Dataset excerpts
§ §

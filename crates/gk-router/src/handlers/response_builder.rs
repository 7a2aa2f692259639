use crate::registry::{COMMANDS, CommandSpec};
use crate::reply::Reply;

use gk_auth::Access;
use gk_core::{Identity, RecentUser, Role, User};

/// Build the welcome reply sent on /start.
pub fn build_welcome_reply() -> Reply {
    Reply::new(format!(
        "Welcome! You are registered.\n\n{}",
        render_command_list()
    ))
}

/// Build the command-list reply sent on /help.
pub fn build_command_list_reply() -> Reply {
    Reply::new(render_command_list())
}

/// Build the liveness reply sent on /ping.
pub fn build_pong_reply() -> Reply {
    Reply::new("Pong.")
}

/// Build the reply for a command token the registry does not know.
pub fn build_unknown_command_reply() -> Reply {
    Reply::new("Unsupported command. Try /help.")
}

/// Build the denial reply for a failed access check.
pub fn build_denial_reply(access: Access) -> Reply {
    match access {
        Access::OwnerOnly => Reply::new("🚫 Owner-only command."),
        Access::MinRole(role) => Reply::new(format!("🚫 {}-only command.", role_label(role))),
        // The router never denies Public; callers reaching this arm
        // directly still get a denial, not a panic.
        Access::Public => Reply::new("🚫 You don't have permission to use this command."),
    }
}

/// Build the caller's profile reply sent on /whoami.
pub fn build_whoami_reply(identity: Identity, user: Option<&User>, is_owner: bool) -> Reply {
    let handle = match user.and_then(|u| u.handle.as_deref()) {
        Some(handle) => format!("@{handle}"),
        None => "N/A".to_string(),
    };
    let role = match user {
        Some(user) => user.role.to_string(),
        None => "UNKNOWN".to_string(),
    };
    let owner = if is_owner { "YES" } else { "NO" };
    Reply::new(format!(
        "Your Info\n• ID: {identity}\n• Username: {handle}\n• Role: {role}\n• Owner: {owner}"
    ))
}

/// Build the recent-user listing sent on /users.
pub fn build_user_list_reply(users: &[RecentUser], limit: i64) -> Reply {
    if users.is_empty() {
        return Reply::new("No users found.");
    }
    let mut lines = vec![format!("Latest users (up to {limit})")];
    for user in users {
        let handle = match user.handle.as_deref() {
            Some(handle) => format!("@{handle}"),
            None => "N/A".to_string(),
        };
        lines.push(format!("• {} — {} — {}", user.identity, user.role, handle));
    }
    Reply::new(lines.join("\n"))
}

fn render_command_list() -> String {
    let (public, restricted): (Vec<&CommandSpec>, Vec<&CommandSpec>) = COMMANDS
        .iter()
        .partition(|spec| matches!(spec.access, Access::Public));

    let mut lines = vec!["Available commands:".to_string()];
    lines.extend(public.iter().map(|spec| render_command_line(spec)));
    lines.push(String::new());
    lines.push("Admin/Owner commands:".to_string());
    lines.extend(restricted.iter().map(|spec| render_command_line(spec)));
    lines.join("\n")
}

fn render_command_line(spec: &CommandSpec) -> String {
    format!("• {} — {}", spec.usage, spec.summary)
}

fn role_label(role: Role) -> &'static str {
    match role {
        Role::Normal => "Normal",
        Role::Vip => "VIP",
        Role::Admin => "Admin",
    }
}
use crate::{CommandRequest, Reply, Result, build_whoami_reply};

use gk_auth::AuthPolicy;
use gk_db::UserRepository;

use log::debug;

/// Report the caller's stored profile, role and owner status.
pub async fn handle_whoami(
    request: &CommandRequest,
    users: &UserRepository,
    policy: &AuthPolicy,
) -> Result<Reply> {
    debug!("Whoami for {} starting", request.caller);

    let user = users.find_by_identity(request.caller).await?;
    Ok(build_whoami_reply(
        request.caller,
        user.as_ref(),
        policy.is_owner(request.caller),
    ))
}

§ §

__Task to carry out__: Calculate the number of lines above that include the word "CommandSpec", giving that number by itself.

__Written response__: 3